- **WHAT YOU HAVE TO DO**: Every entry should be returned exactly. Omit none of them.

━━━━

//! Statistics behind the evaluator. All functions return `f64::NAN` when a
//! value is undefined for the input rather than panicking.

pub fn mean(xs: &[f64]) -> f64 {
    if xs.is_empty() {
        return f64::NAN;
    }
    xs.iter().sum::<f64>() / xs.len() as f64
}

/// Population standard deviation.
pub fn stddev(xs: &[f64]) -> f64 {
    if xs.is_empty() {
        return f64::NAN;
    }
    let m = mean(xs);
    let var = xs.iter().map(|x| (x - m) * (x - m)).sum::<f64>() / xs.len() as f64;
    var.sqrt()
}

/// Linear correlation. NaN on length mismatch, fewer than two points or
/// zero variance in either sequence.
pub fn pearson(x: &[f64], y: &[f64]) -> f64 {
    let n = x.len();
    if n != y.len() || n < 2 {
        return f64::NAN;
    }

    let mean_x = mean(x);
    let mean_y = mean(y);

    let mut num = 0.0;
    let mut den_x = 0.0;
    let mut den_y = 0.0;
    for (xi, yi) in x.iter().zip(y) {
        let dx = xi - mean_x;
        let dy = yi - mean_y;
        num += dx * dy;
        den_x += dx * dx;
        den_y += dy * dy;
    }

    if den_x == 0.0 || den_y == 0.0 {
        f64::NAN
    } else {
        (num / (den_x.sqrt() * den_y.sqrt())).clamp(-1.0, 1.0)
    }
}

/// 1-based ranks with ties sharing their average rank.
pub fn average_ranks(values: &[f64]) -> Vec<f64> {
    let n = values.len();
    let mut indices: Vec<usize> = (0..n).collect();
    indices.sort_by(|&a, &b| values[a].total_cmp(&values[b]));

    let mut ranks = vec![0.0; n];
    let mut i = 0;
    while i < n {
        let mut j = i + 1;
        while j < n && values[indices[j]] == values[indices[i]] {
            j += 1;
        }
        let avg = (i + j + 1) as f64 / 2.0;
        for &idx in &indices[i..j] {
            ranks[idx] = avg;
        }
        i = j;
    }
    ranks
}

/// Rank correlation: Pearson over average ranks.
pub fn spearman(x: &[f64], y: &[f64]) -> f64 {
    if x.len() != y.len() || x.len() < 2 {
        return f64::NAN;
    }
    if x.iter().chain(y).any(|v| v.is_nan()) {
        return f64::NAN;
    }
    pearson(&average_ranks(x), &average_ranks(y))
}

fn dcg(relevances: &[f64]) -> f64 {
    relevances
        .iter()
        .enumerate()
        .map(|(i, rel)| {
            if i == 0 {
                *rel
            } else {
                rel / (i as f64 + 2.0).log2()
            }
        })
        .sum()
}

/// NDCG@k over relevances listed in ranked order. 0 when the ideal DCG is 0.
pub fn ndcg_at_k(relevances: &[f64], k: usize) -> f64 {
    let k = k.min(relevances.len());
    if k == 0 {
        return 0.0;
    }

    let actual = dcg(&relevances[..k]);

    let mut ideal = relevances.to_vec();
    ideal.sort_by(|a, b| b.total_cmp(a));
    let ideal = dcg(&ideal[..k]);

    if ideal > 0.0 { actual / ideal } else { 0.0 }
}
//! End-to-end evaluation of a ranking service against relevance labels.

use std::collections::{BTreeMap, HashMap};

use rayon::prelude::*;
use serde::{Deserialize, Serialize};
use tracing::{info, warn};

use crate::dataset::group_by_query;
use crate::evaluate::{EvaluationResult, LevelStats, evaluate_at, level_stats};
use crate::metrics::{mean, ndcg_at_k};
use crate::model::JudgedPair;
use crate::service::CandidateRanker;

#[derive(Debug, Clone, PartialEq, Serialize, Deserialize)]
pub struct Skipped {
    pub id: String,
    pub reason: String,
}

#[derive(Debug, Clone, Copy)]
pub struct ServiceEvalOptions {
    pub k: usize,
    pub max_queries: usize,
    pub parallel: bool,
}

impl Default for ServiceEvalOptions {
    fn default() -> Self {
        Self {
            k: crate::evaluate::DEFAULT_NDCG_K,
            max_queries: 50,
            parallel: true,
        }
    }
}

/// Correlations use `-rank` as the predicted score, so per-level averages in
/// `result` are negated ranks; `avg_rank_by_level` carries the plain ranks.
#[derive(Debug, Clone, Serialize, Deserialize)]
pub struct ServiceEvaluation {
    pub name: String,
    pub result: EvaluationResult,
    pub avg_rank_by_level: BTreeMap<u8, LevelStats>,
    pub queries_evaluated: usize,
    pub pairs_matched: usize,
    pub skipped: Vec<Skipped>,
}

struct QueryOutcome {
    relevances: Vec<u8>,
    ranks: Vec<f64>,
    ndcg: f64,
}

fn evaluate_query<R: CandidateRanker + ?Sized>(
    ranker: &R,
    query_id: &str,
    pairs: &[&JudgedPair],
    k: usize,
) -> Result<QueryOutcome, Skipped> {
    let text = pairs.first().map(|p| p.query_text.as_str()).unwrap_or_default();

    let returned = ranker.rank_candidates(text).map_err(|err| Skipped {
        id: query_id.to_string(),
        reason: err.to_string(),
    })?;
    if returned.is_empty() {
        return Err(Skipped {
            id: query_id.to_string(),
            reason: "no candidates returned".to_string(),
        });
    }

    let judged: HashMap<&str, u8> = pairs
        .iter()
        .map(|p| (p.product_id.as_str(), p.relevance))
        .collect();
    let position: HashMap<&str, usize> = returned
        .iter()
        .enumerate()
        .rev()
        .map(|(i, id)| (id.as_str(), i + 1))
        .collect();

    let mut relevances = Vec::new();
    let mut ranks = Vec::new();
    for pair in pairs {
        if let Some(rank) = position.get(pair.product_id.as_str()) {
            relevances.push(pair.relevance);
            ranks.push(*rank as f64);
        }
    }

    let returned_relevances: Vec<f64> = returned
        .iter()
        .map(|id| judged.get(id.as_str()).copied().unwrap_or(0) as f64)
        .collect();

    Ok(QueryOutcome {
        relevances,
        ranks,
        ndcg: ndcg_at_k(&returned_relevances, k),
    })
}

/// Runs every judged query (the first `max_queries`, in the order they
/// appear in `pairs`) through the ranker. Failed or empty queries are
/// skipped and recorded.
pub fn evaluate_service<R: CandidateRanker + Sync + ?Sized>(
    name: &str,
    ranker: &R,
    pairs: &[JudgedPair],
    opts: ServiceEvalOptions,
) -> ServiceEvaluation {
    let groups = group_by_query(pairs);
    let queries = &groups[..groups.len().min(opts.max_queries)];
    info!(name, queries = queries.len(), "evaluating ranking service");

    let run = |(query_id, group): &(String, Vec<&JudgedPair>)| {
        evaluate_query(ranker, query_id, group, opts.k)
    };
    let outcomes: Vec<Result<QueryOutcome, Skipped>> = if opts.parallel {
        queries.par_iter().map(run).collect()
    } else {
        queries.iter().map(run).collect()
    };

    let mut relevances = Vec::new();
    let mut neg_ranks = Vec::new();
    let mut ranks = Vec::new();
    let mut ndcgs = Vec::new();
    let mut skipped = Vec::new();

    for outcome in outcomes {
        match outcome {
            Ok(q) => {
                relevances.extend_from_slice(&q.relevances);
                neg_ranks.extend(q.ranks.iter().map(|r| -r));
                ranks.extend_from_slice(&q.ranks);
                ndcgs.push(q.ndcg);
            }
            Err(skip) => {
                warn!(query_id = %skip.id, reason = %skip.reason, "skipping query");
                skipped.push(skip);
            }
        }
    }

    let mut result = evaluate_at(&relevances, &neg_ranks, opts.k);
    result.ndcg = if ndcgs.is_empty() { f64::NAN } else { mean(&ndcgs) };

    info!(
        name,
        evaluated = ndcgs.len(),
        skipped = skipped.len(),
        pairs_matched = relevances.len(),
        "service evaluation finished"
    );

    ServiceEvaluation {
        name: name.to_string(),
        avg_rank_by_level: level_stats(&relevances, &ranks),
        result,
        queries_evaluated: ndcgs.len(),
        pairs_matched: relevances.len(),
        skipped,
    }
}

━━━━

- **ANSWER TO THE EXERCISE**:
//! Statistics behind the evaluator. All functions return `f64::NAN` when a
//! value is undefined for the input rather than panicking.

pub fn mean(xs: &[f64]) -> f64 {
    if xs.is_empty() {
        return f64::NAN;
    }
    xs.iter().sum::<f64>() / xs.len() as f64
}

/// Population standard deviation.
pub fn stddev(xs: &[f64]) -> f64 {
    if xs.is_empty() {
        return f64::NAN;
    }
    let m = mean(xs);
    let var = xs.iter().map(|x| (x - m) * (x - m)).sum::<f64>() / xs.len() as f64;
    var.sqrt()
}

/// Linear correlation. NaN on length mismatch, fewer than two points or
/// zero variance in either sequence.
pub fn pearson(x: &[f64], y: &[f64]) -> f64 {
    let n = x.len();
    if n != y.len() || n < 2 {
        return f64::NAN;
    }

    let mean_x = mean(x);
    let mean_y = mean(y);

    let mut num = 0.0;
    let mut den_x = 0.0;
    let mut den_y = 0.0;
    for (xi, yi) in x.iter().zip(y) {
        let dx = xi - mean_x;
        let dy = yi - mean_y;
        num += dx * dy;
        den_x += dx * dx;
        den_y += dy * dy;
    }

    if den_x == 0.0 || den_y == 0.0 {
        f64::NAN
    } else {
        (num / (den_x.sqrt() * den_y.sqrt())).clamp(-1.0, 1.0)
    }
}

/// 1-based ranks with ties sharing their average rank.
pub fn average_ranks(values: &[f64]) -> Vec<f64> {
    let n = values.len();
    let mut indices: Vec<usize> = (0..n).collect();
    indices.sort_by(|&a, &b| values[a].total_cmp(&values[b]));

    let mut ranks = vec![0.0; n];
    let mut i = 0;
    while i < n {
        let mut j = i + 1;
        while j < n && values[indices[j]] == values[indices[i]] {
            j += 1;
        }
        let avg = (i + j + 1) as f64 / 2.0;
        for &idx in &indices[i..j] {
            ranks[idx] = avg;
        }
        i = j;
    }
    ranks
}

/// Rank correlation: Pearson over average ranks.
pub fn spearman(x: &[f64], y: &[f64]) -> f64 {
    if x.len() != y.len() || x.len() < 2 {
        return f64::NAN;
    }
    if x.iter().chain(y).any(|v| v.is_nan()) {
        return f64::NAN;
    }
    pearson(&average_ranks(x), &average_ranks(y))
}

fn dcg(relevances: &[f64]) -> f64 {
    relevances
        .iter()
        .enumerate()
        .map(|(i, rel)| {
            if i == 0 {
                *rel
            } else {
                rel / (i as f64 + 2.0).log2()
            }
        })
        .sum()
}

/// NDCG@k over relevances listed in ranked order. 0 when the ideal DCG is 0.
pub fn ndcg_at_k(relevances: &[f64], k: usize) -> f64 {
    let k = k.min(relevances.len());
    if k == 0 {
        return 0.0;
    }

    let actual = dcg(&relevances[..k]);

    let mut ideal = relevances.to_vec();
    ideal.sort_by(|a, b| b.total_cmp(a));
    let ideal = dcg(&ideal[..k]);

    if ideal > 0.0 { actual / ideal } else { 0.0 }
}
//! End-to-end evaluation of a ranking service against relevance labels.

use std::collections::{BTreeMap, HashMap};

use rayon::prelude::*;
use serde::{Deserialize, Serialize};
use tracing::{info, warn};

use crate::dataset::group_by_query;
use crate::evaluate::{EvaluationResult, LevelStats, evaluate_at, level_stats};
use crate::metrics::{mean, ndcg_at_k};
use crate::model::JudgedPair;
use crate::service::CandidateRanker;

#[derive(Debug, Clone, PartialEq, Serialize, Deserialize)]
pub struct Skipped {
    pub id: String,
    pub reason: String,
}

#[derive(Debug, Clone, Copy)]
pub struct ServiceEvalOptions {
    pub k: usize,
    pub max_queries: usize,
    pub parallel: bool,
}

impl Default for ServiceEvalOptions {
    fn default() -> Self {
        Self {
            k: crate::evaluate::DEFAULT_NDCG_K,
            max_queries: 50,
            parallel: true,
        }
    }
}

/// Correlations use `-rank` as the predicted score, so per-level averages in
/// `result` are negated ranks; `avg_rank_by_level` carries the plain ranks.
#[derive(Debug, Clone, Serialize, Deserialize)]
pub struct ServiceEvaluation {
    pub name: String,
    pub result: EvaluationResult,
    pub avg_rank_by_level: BTreeMap<u8, LevelStats>,
    pub queries_evaluated: usize,
    pub pairs_matched: usize,
    pub skipped: Vec<Skipped>,
}

struct QueryOutcome {
    relevances: Vec<u8>,
    ranks: Vec<f64>,
    ndcg: f64,
}

fn evaluate_query<R: CandidateRanker + ?Sized>(
    ranker: &R,
    query_id: &str,
    pairs: &[&JudgedPair],
    k: usize,
) -> Result<QueryOutcome, Skipped> {
    let text = pairs.first().map(|p| p.query_text.as_str()).unwrap_or_default();

    let returned = ranker.rank_candidates(text).map_err(|err| Skipped {
        id: query_id.to_string(),
        reason: err.to_string(),
    })?;
    if returned.is_empty() {
        return Err(Skipped {
            id: query_id.to_string(),
            reason: "no candidates returned".to_string(),
        });
    }

    let judged: HashMap<&str, u8> = pairs
        .iter()
        .map(|p| (p.product_id.as_str(), p.relevance))
        .collect();
    let position: HashMap<&str, usize> = returned
        .iter()
        .enumerate()
        .rev()
        .map(|(i, id)| (id.as_str(), i + 1))
        .collect();

    let mut relevances = Vec::new();
    let mut ranks = Vec::new();
    for pair in pairs {
        if let Some(rank) = position.get(pair.product_id.as_str()) {
            relevances.push(pair.relevance);
            ranks.push(*rank as f64);
        }
    }

    let returned_relevances: Vec<f64> = returned
        .iter()
        .map(|id| judged.get(id.as_str()).copied().unwrap_or(0) as f64)
        .collect();

    Ok(QueryOutcome {
        relevances,
        ranks,
        ndcg: ndcg_at_k(&returned_relevances, k),
    })
}

/// Runs every judged query (the first `max_queries`, in the order they
/// appear in `pairs`) through the ranker. Failed or empty queries are
/// skipped and recorded.
pub fn evaluate_service<R: CandidateRanker + Sync + ?Sized>(
    name: &str,
    ranker: &R,
    pairs: &[JudgedPair],
    opts: ServiceEvalOptions,
) -> ServiceEvaluation {
    let groups = group_by_query(pairs);
    let queries = &groups[..groups.len().min(opts.max_queries)];
    info!(name, queries = queries.len(), "evaluating ranking service");

    let run = |(query_id, group): &(String, Vec<&JudgedPair>)| {
        evaluate_query(ranker, query_id, group, opts.k)
    };
    let outcomes: Vec<Result<QueryOutcome, Skipped>> = if opts.parallel {
        queries.par_iter().map(run).collect()
    } else {
        queries.iter().map(run).collect()
    };

    let mut relevances = Vec::new();
    let mut neg_ranks = Vec::new();
    let mut ranks = Vec::new();
    let mut ndcgs = Vec::new();
    let mut skipped = Vec::new();

    for outcome in outcomes {
        match outcome {
            Ok(q) => {
                relevances.extend_from_slice(&q.relevances);
                neg_ranks.extend(q.ranks.iter().map(|r| -r));
                ranks.extend_from_slice(&q.ranks);
                ndcgs.push(q.ndcg);
            }
            Err(skip) => {
                warn!(query_id = %skip.id, reason = %skip.reason, "skipping query");
                skipped.push(skip);
            }
        }
    }

    let mut result = evaluate_at(&relevances, &neg_ranks, opts.k);
    result.ndcg = if ndcgs.is_empty() { f64::NAN } else { mean(&ndcgs) };

    info!(
        name,
        evaluated = ndcgs.len(),
        skipped = skipped.len(),
        pairs_matched = relevances.len(),
        "service evaluation finished"
    );

    ServiceEvaluation {
        name: name.to_string(),
        avg_rank_by_level: level_stats(&relevances, &ranks),
        result,
        queries_evaluated: ndcgs.len(),
        pairs_matched: relevances.len(),
        skipped,
    }
}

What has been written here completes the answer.